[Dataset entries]
————————

pub type EventHandler = Arc<dyn Fn(&DomainEvent) -> Result<(), HandlerError> + Send + Sync>;

#[derive(Debug, Clone, Copy, PartialEq, Eq, Hash)]
pub struct HandlerId(u64);

#[derive(Debug, Clone, Copy, PartialEq, Eq)]
pub enum ConnectionState {
    Connecting,
    Connected(TransportKind),
    Reconnecting { attempt: u32 },
    Disconnected,
    /// Reconnect attempts exhausted.
    Failed,
}

#[derive(Debug, Clone)]
pub struct RealtimeSettings {
    pub transports: Vec<TransportKind>,
    pub reconnect_attempts: u32,
    pub reconnect_delay: Duration,
}

impl RealtimeSettings {
    pub fn from_config(config: &ShipConfig) -> Self {
        Self {
            transports: config.transports.order.clone(),
            reconnect_attempts: config.reconnect.attempts,
            reconnect_delay: config.reconnect.delay(),
        }
    }
}

impl Default for RealtimeSettings {
    fn default() -> Self {
        Self {
            transports: vec![TransportKind::Websocket, TransportKind::Polling],
            reconnect_attempts: 5,
            reconnect_delay: Duration::from_millis(1000),
        }
    }
}

#[derive(Debug, Default)]
struct Counters {
    events_received: AtomicU64,
    decode_failures: AtomicU64,
    handler_failures: AtomicU64,
    connections_opened: AtomicU64,
}

#[derive(Debug, Clone, Copy, Default, PartialEq, Eq)]
pub struct RealtimeStats {
    pub events_received: u64,
    pub decode_failures: u64,
    pub handler_failures: u64,
    pub connections_opened: u64,
}

struct HandleInner {
    url: String,
    handlers: RwLock<HashMap<EventKind, Vec<(HandlerId, EventHandler)>>>,
    next_handler: AtomicU64,
    domain_registered: AtomicBool,
    state: watch::Sender<ConnectionState>,
    shutdown: watch::Sender<bool>,
    task: Mutex<Option<JoinHandle<()>>>,
    counters: Counters,
}

/// Shared handle to the single event-stream connection.
#[derive(Clone)]
pub struct ConnectionHandle {
    inner: Arc<HandleInner>,
}

impl std::fmt::Debug for ConnectionHandle {
    fn fmt(&self, f: &mut std::fmt::Formatter<'_>) -> std::fmt::Result {
        f.debug_struct("ConnectionHandle")
            .field("url", &self.inner.url)
            .field("state", &self.state())
            .finish()
    }
}

impl ConnectionHandle {
    fn new(url: &str) -> Self {
        let (state, _) = watch::channel(ConnectionState::Connecting);
        let (shutdown, _) = watch::channel(false);
        Self {
            inner: Arc::new(HandleInner {
                url: url.to_string(),
                handlers: RwLock::new(HashMap::new()),
                next_handler: AtomicU64::new(1),
                domain_registered: AtomicBool::new(false),
                state,
                shutdown,
                task: Mutex::new(None),
                counters: Counters::default(),
            }),
        }
    }

    /// A handle with no connection task; events arrive only through
    /// [`dispatch`](Self::dispatch).
    pub fn detached(url: &str) -> Self {
        let handle = Self::new(url);
        handle.set_state(ConnectionState::Disconnected);
        handle
    }

    pub fn url(&self) -> &str {
        &self.inner.url
    }

    /// True if both values refer to the same connection.
    pub fn same_connection(&self, other: &ConnectionHandle) -> bool {
        Arc::ptr_eq(&self.inner, &other.inner)
    }

    pub fn state(&self) -> ConnectionState {
        *self.inner.state.borrow()
    }

    pub fn is_connected(&self) -> bool {
        matches!(self.state(), ConnectionState::Connected(_))
    }

    pub fn watch_state(&self) -> watch::Receiver<ConnectionState> {
        self.inner.state.subscribe()
    }

    fn set_state(&self, state: ConnectionState) {
        self.inner.state.send_replace(state);
    }

    /// Register `handler` for events of `kind`. Handlers run in
    /// registration order.
    pub fn on<F>(&self, kind: EventKind, handler: F) -> Result<HandlerId, RealtimeError>
    where
        F: Fn(&DomainEvent) -> Result<(), HandlerError> + Send + Sync + 'static,
    {
        let id = HandlerId(self.inner.next_handler.fetch_add(1, Ordering::Relaxed));
        let mut handlers = self
            .inner
            .handlers
            .write()
            .map_err(|_| RealtimeError::LockPoisoned)?;
        handlers.entry(kind).or_default().push((id, Arc::new(handler)));
        Ok(id)
    }

    /// Remove one handler. Returns false if it was not registered.
    pub fn off(&self, id: HandlerId) -> bool {
        let Ok(mut handlers) = self.inner.handlers.write() else {
            return false;
        };
        let mut removed = false;
        for list in handlers.values_mut() {
            let before = list.len();
            list.retain(|(existing, _)| *existing != id);
            removed |= list.len() != before;
        }
        removed
    }

    pub fn clear_handlers(&self) {
        if let Ok(mut handlers) = self.inner.handlers.write() {
            handlers.clear();
        }
        self.inner.domain_registered.store(false, Ordering::SeqCst);
    }

    pub fn handler_count(&self, kind: EventKind) -> usize {
        self.inner
            .handlers
            .read()
            .map(|h| h.get(&kind).map_or(0, Vec::len))
            .unwrap_or(0)
    }

    /// Claim the one-time domain handler registration.
    ///
    /// Returns true for the first caller only.
    pub(crate) fn claim_domain_registration(&self) -> bool {
        !self.inner.domain_registered.swap(true, Ordering::SeqCst)
    }

    /// Run every handler for `event`, isolating failures and panics.
    ///
    /// Returns the number of handlers that completed without error.
    pub fn dispatch(&self, event: &DomainEvent) -> usize {
        let kind = event.kind();
        let handlers: Vec<EventHandler> = match self.inner.handlers.read() {
            Ok(map) => map
                .get(&kind)
                .map(|list| list.iter().map(|(_, h)| Arc::clone(h)).collect())
                .unwrap_or_default(),
            Err(_) => {
                warn!(event = %kind, "Handler registry poisoned; dropping event");
                return 0;
            }
        };

        let mut succeeded = 0;
        for handler in handlers {
            match catch_unwind(AssertUnwindSafe(|| handler(event))) {
                Ok(Ok(())) => succeeded += 1,
                Ok(Err(err)) => {
                    self.inner.counters.handler_failures.fetch_add(1, Ordering::Relaxed);
                    warn!(event = %kind, error = %err, "Event handler failed");
                }
                Err(_) => {
                    self.inner.counters.handler_failures.fetch_add(1, Ordering::Relaxed);
                    warn!(event = %kind, "Event handler panicked");
                }
            }
        }
        succeeded
    }

    /// Decode a wire event and dispatch it.
    pub fn dispatch_wire(&self, wire: &WireEvent) -> Result<usize, EventDecodeError> {
        self.inner.counters.events_received.fetch_add(1, Ordering::Relaxed);
        match DomainEvent::decode(&wire.name, &wire.payload) {
            Ok(event) => {
                debug!(event = %wire.name, "Dispatching domain event");
                Ok(self.dispatch(&event))
            }
            Err(err) => {
                self.inner.counters.decode_failures.fetch_add(1, Ordering::Relaxed);
                match &err {
                    EventDecodeError::UnknownEvent { name } => {
                        debug!(event = %name, "Ignoring unknown event")
                    }
                    EventDecodeError::MalformedPayload { .. } => {
                        warn!(event = %wire.name, error = %err, "Dropping malformed event")
                    }
                }
                Err(err)
            }
        }
    }

    pub fn stats(&self) -> RealtimeStats {
        let c = &self.inner.counters;
        RealtimeStats {
            events_received: c.events_received.load(Ordering::Relaxed),
            decode_failures: c.decode_failures.load(Ordering::Relaxed),
            handler_failures: c.handler_failures.load(Ordering::Relaxed),
            connections_opened: c.connections_opened.load(Ordering::Relaxed),
        }
    }

    /// Signal the connection task to close and wait for it.
    async fn shutdown(&self) {
        self.inner.shutdown.send_replace(true);
        let task = self.inner.task.lock().ok().and_then(|mut t| t.take());
        if let Some(task) = task {
            if let Err(err) = task.await {
                warn!(error = %err, "Connection task ended abnormally");
            }
        }
        self.set_state(ConnectionState::Disconnected);
    }
}
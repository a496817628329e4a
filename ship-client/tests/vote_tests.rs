//! Optimistic voting against a scripted vote endpoint.

use proptest::prelude::*;
use ship_cache::{CacheConfig, QueryCache};
use ship_client::api_client::ApiClientError;
use ship_client::mutation::{MutationPhase, SubmitOutcome, VoteController};
use ship_client::notifications::{Notification, NotificationLevel, Notifier};
use ship_core::{keys, ProjectId, VoteCounts, VoteDirection, VoteTally};
use ship_test_utils::assertions::assert_cached_tally;
use ship_test_utils::generators::{arb_vote_direction, arb_vote_tally};
use ship_test_utils::{fixtures, until, MockVoteApi};
use std::sync::Arc;
use tokio::sync::mpsc;

struct Setup {
    controller: Arc<VoteController>,
    api: Arc<MockVoteApi>,
    cache: QueryCache,
    notifications: mpsc::Receiver<Notification>,
}

fn setup(api: MockVoteApi, tally: VoteTally) -> Setup {
    let id = ProjectId::new("abc");
    let cache = QueryCache::new(CacheConfig::default());
    cache
        .set_data(
            keys::project(&id),
            fixtures::cached_project("abc", tally.vote_count, tally.user_vote),
        )
        .unwrap();
    let (notifier, notifications) = Notifier::channel(16);
    let api = Arc::new(api);
    let controller = Arc::new(VoteController::from_cache(
        id,
        api.clone(),
        cache.clone(),
        notifier,
    ));
    Setup {
        controller,
        api,
        cache,
        notifications,
    }
}

fn server_error() -> ApiClientError {
    ApiClientError::Status {
        status: 500,
        message: None,
    }
}

#[tokio::test]
async fn test_speculative_state_is_visible_before_reply() {
    let s = setup(MockVoteApi::gated(), VoteTally::new(5, None));
    let pending = {
        let controller = s.controller.clone();
        tokio::spawn(async move { controller.submit(VoteDirection::Up).await })
    };
    until(|| s.api.calls().len() == 1).await;

    let speculative = VoteTally::new(6, Some(VoteDirection::Up));
    assert_eq!(s.controller.tally(), speculative);
    assert!(s.controller.is_pending());
    assert_cached_tally(&s.cache, &ProjectId::new("abc"), speculative);

    s.api.release(1);
    assert!(pending.await.unwrap().is_confirmed());
    assert!(!s.controller.is_pending());
}

#[tokio::test]
async fn test_repeat_upvote_returns_to_no_vote() {
    let api = MockVoteApi::gated()
        .with_reply(Ok(Some(VoteCounts {
            upvotes: 11,
            downvotes: 0,
            user_vote: Some(VoteDirection::Up),
        })))
        .with_reply(Ok(None));
    let s = setup(api, VoteTally::new(10, None));
    s.api.release(2);

    s.controller.submit(VoteDirection::Up).await;
    assert_eq!(s.controller.tally(), VoteTally::new(11, Some(VoteDirection::Up)));
    s.controller.submit(VoteDirection::Up).await;
    assert_eq!(s.controller.tally(), VoteTally::new(10, None));
}

#[tokio::test]
async fn test_flip_moves_count_by_two() {
    let s = setup(MockVoteApi::gated(), VoteTally::new(11, Some(VoteDirection::Up)));
    let pending = {
        let controller = s.controller.clone();
        tokio::spawn(async move { controller.submit(VoteDirection::Down).await })
    };
    until(|| s.api.calls().len() == 1).await;

    assert_eq!(s.controller.tally(), VoteTally::new(9, Some(VoteDirection::Down)));
    s.api.release(1);
    pending.await.unwrap();
}

#[tokio::test]
async fn test_confirmed_vote_adopts_server_counts() {
    let api = MockVoteApi::new().with_reply(Ok(Some(VoteCounts {
        upvotes: 9,
        downvotes: 2,
        user_vote: Some(VoteDirection::Up),
    })));
    let mut s = setup(api, VoteTally::new(5, None));

    let outcome = s.controller.submit(VoteDirection::Up).await;

    let expected = VoteTally::new(7, Some(VoteDirection::Up));
    assert!(matches!(outcome, SubmitOutcome::Confirmed(t) if t == expected));
    assert_eq!(s.controller.tally(), expected);
    assert_cached_tally(&s.cache, &ProjectId::new("abc"), expected);
    let toast = s.notifications.try_recv().unwrap();
    assert_eq!(toast.level, NotificationLevel::Success);
    assert_eq!(toast.message, "Vote recorded");
}

#[tokio::test]
async fn test_cleared_vote_reports_removal() {
    let api = MockVoteApi::new().with_reply(Ok(None));
    let mut s = setup(api, VoteTally::new(4, Some(VoteDirection::Down)));

    let outcome = s.controller.submit(VoteDirection::Down).await;

    assert!(matches!(outcome, SubmitOutcome::Confirmed(t) if t == VoteTally::new(5, None)));
    assert_eq!(s.notifications.try_recv().unwrap().message, "Vote removed");
}

#[tokio::test]
async fn test_failed_vote_restores_snapshot() {
    let api = MockVoteApi::new().with_reply(Err(ApiClientError::Status {
        status: 400,
        message: Some("Cannot vote on your own project".into()),
    }));
    let before = VoteTally::new(3, Some(VoteDirection::Down));
    let mut s = setup(api, before);

    let outcome = s.controller.submit(VoteDirection::Up).await;

    assert!(matches!(outcome, SubmitOutcome::RolledBack { restored, .. } if restored == before));
    assert_eq!(s.controller.tally(), before);
    assert_cached_tally(&s.cache, &ProjectId::new("abc"), before);
    assert_eq!(
        s.controller.last_mutation().unwrap().phase,
        MutationPhase::RolledBack
    );
    let toast = s.notifications.try_recv().unwrap();
    assert_eq!(toast.level, NotificationLevel::Error);
    assert_eq!(toast.message, "Cannot vote on your own project");
}

#[tokio::test]
async fn test_submission_while_pending_is_ignored() {
    let s = setup(MockVoteApi::gated(), VoteTally::new(0, None));
    let first = {
        let controller = s.controller.clone();
        tokio::spawn(async move { controller.submit(VoteDirection::Up).await })
    };
    until(|| s.api.calls().len() == 1).await;

    let second = s.controller.submit(VoteDirection::Down).await;
    assert!(second.is_ignored());
    assert_eq!(s.controller.tally(), VoteTally::new(1, Some(VoteDirection::Up)));

    s.api.release(1);
    first.await.unwrap();
    assert_eq!(s.api.calls().len(), 1);
}

#[tokio::test]
async fn test_settle_callback_sees_final_state() {
    let (seen_tx, mut seen_rx) = mpsc::unbounded_channel();
    let cache = QueryCache::new(CacheConfig::default());
    let (notifier, _rx) = Notifier::channel(4);
    let api = Arc::new(MockVoteApi::new().with_reply(Err(server_error())));
    let controller = VoteController::new(
        ProjectId::new("abc"),
        VoteTally::new(2, None),
        api,
        cache,
        notifier,
    )
    .on_settled(move |snapshot| {
        let _ = seen_tx.send(*snapshot);
    });

    controller.submit(VoteDirection::Up).await;

    let snapshot = seen_rx.try_recv().unwrap();
    assert_eq!(snapshot.tally, VoteTally::new(2, None));
    assert_eq!(snapshot.phase, MutationPhase::RolledBack);
}

#[tokio::test]
async fn test_confirmed_vote_after_refetch_builds_on_fresh_count() {
    let api = MockVoteApi::gated().with_reply(Ok(Some(VoteCounts {
        upvotes: 22,
        downvotes: 1,
        user_vote: Some(VoteDirection::Up),
    })));
    let s = setup(api, VoteTally::new(5, None));
    let id = ProjectId::new("abc");
    // Another user's vote refetched the project after the controller was built.
    s.cache
        .set_data(keys::project(&id), fixtures::cached_project("abc", 20, None))
        .unwrap();

    let pending = {
        let controller = s.controller.clone();
        tokio::spawn(async move { controller.submit(VoteDirection::Up).await })
    };
    until(|| s.api.calls().len() == 1).await;
    assert_cached_tally(&s.cache, &id, VoteTally::new(21, Some(VoteDirection::Up)));

    s.api.release(1);
    assert!(pending.await.unwrap().is_confirmed());
    assert_cached_tally(&s.cache, &id, VoteTally::new(21, Some(VoteDirection::Up)));
}

#[tokio::test]
async fn test_failed_vote_after_refetch_restores_fresh_count() {
    let api = MockVoteApi::new().with_reply(Err(server_error()));
    let s = setup(api, VoteTally::new(5, None));
    let id = ProjectId::new("abc");
    let refetched = VoteTally::new(20, Some(VoteDirection::Down));
    s.cache
        .set_data(
            keys::project(&id),
            fixtures::cached_project("abc", 20, Some(VoteDirection::Down)),
        )
        .unwrap();

    let outcome = s.controller.submit(VoteDirection::Up).await;

    assert!(matches!(outcome, SubmitOutcome::RolledBack { restored, .. } if restored == refetched));
    assert_eq!(s.controller.tally(), refetched);
    assert_cached_tally(&s.cache, &id, refetched);
}

proptest! {
    #[test]
    fn prop_rollback_restores_any_prior_tally(
        before in arb_vote_tally(),
        direction in arb_vote_direction(),
    ) {
        let runtime = tokio::runtime::Builder::new_current_thread()
            .enable_all()
            .build()
            .unwrap();
        let restored = runtime.block_on(async {
            let api = MockVoteApi::new().with_reply(Err(server_error()));
            let s = setup(api, before);
            s.controller.submit(direction).await;
            (s.controller.tally(), s.cache.get_data(&keys::project(&ProjectId::new("abc"))).unwrap())
        });
        prop_assert_eq!(restored.0, before);
        let cached = restored.1.and_then(|p| ship_core::read_vote_tally(&p));
        prop_assert_eq!(cached, Some(before));
    }
}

————————

Each line above that has the word "PartialEq" should be copied.

- YOUR SOLUTION -
#[derive(Debug, Clone, Copy, PartialEq, Eq, Hash)]
#[derive(Debug, Clone, Copy, PartialEq, Eq)]
#[derive(Debug, Clone, Copy, Default, PartialEq, Eq)]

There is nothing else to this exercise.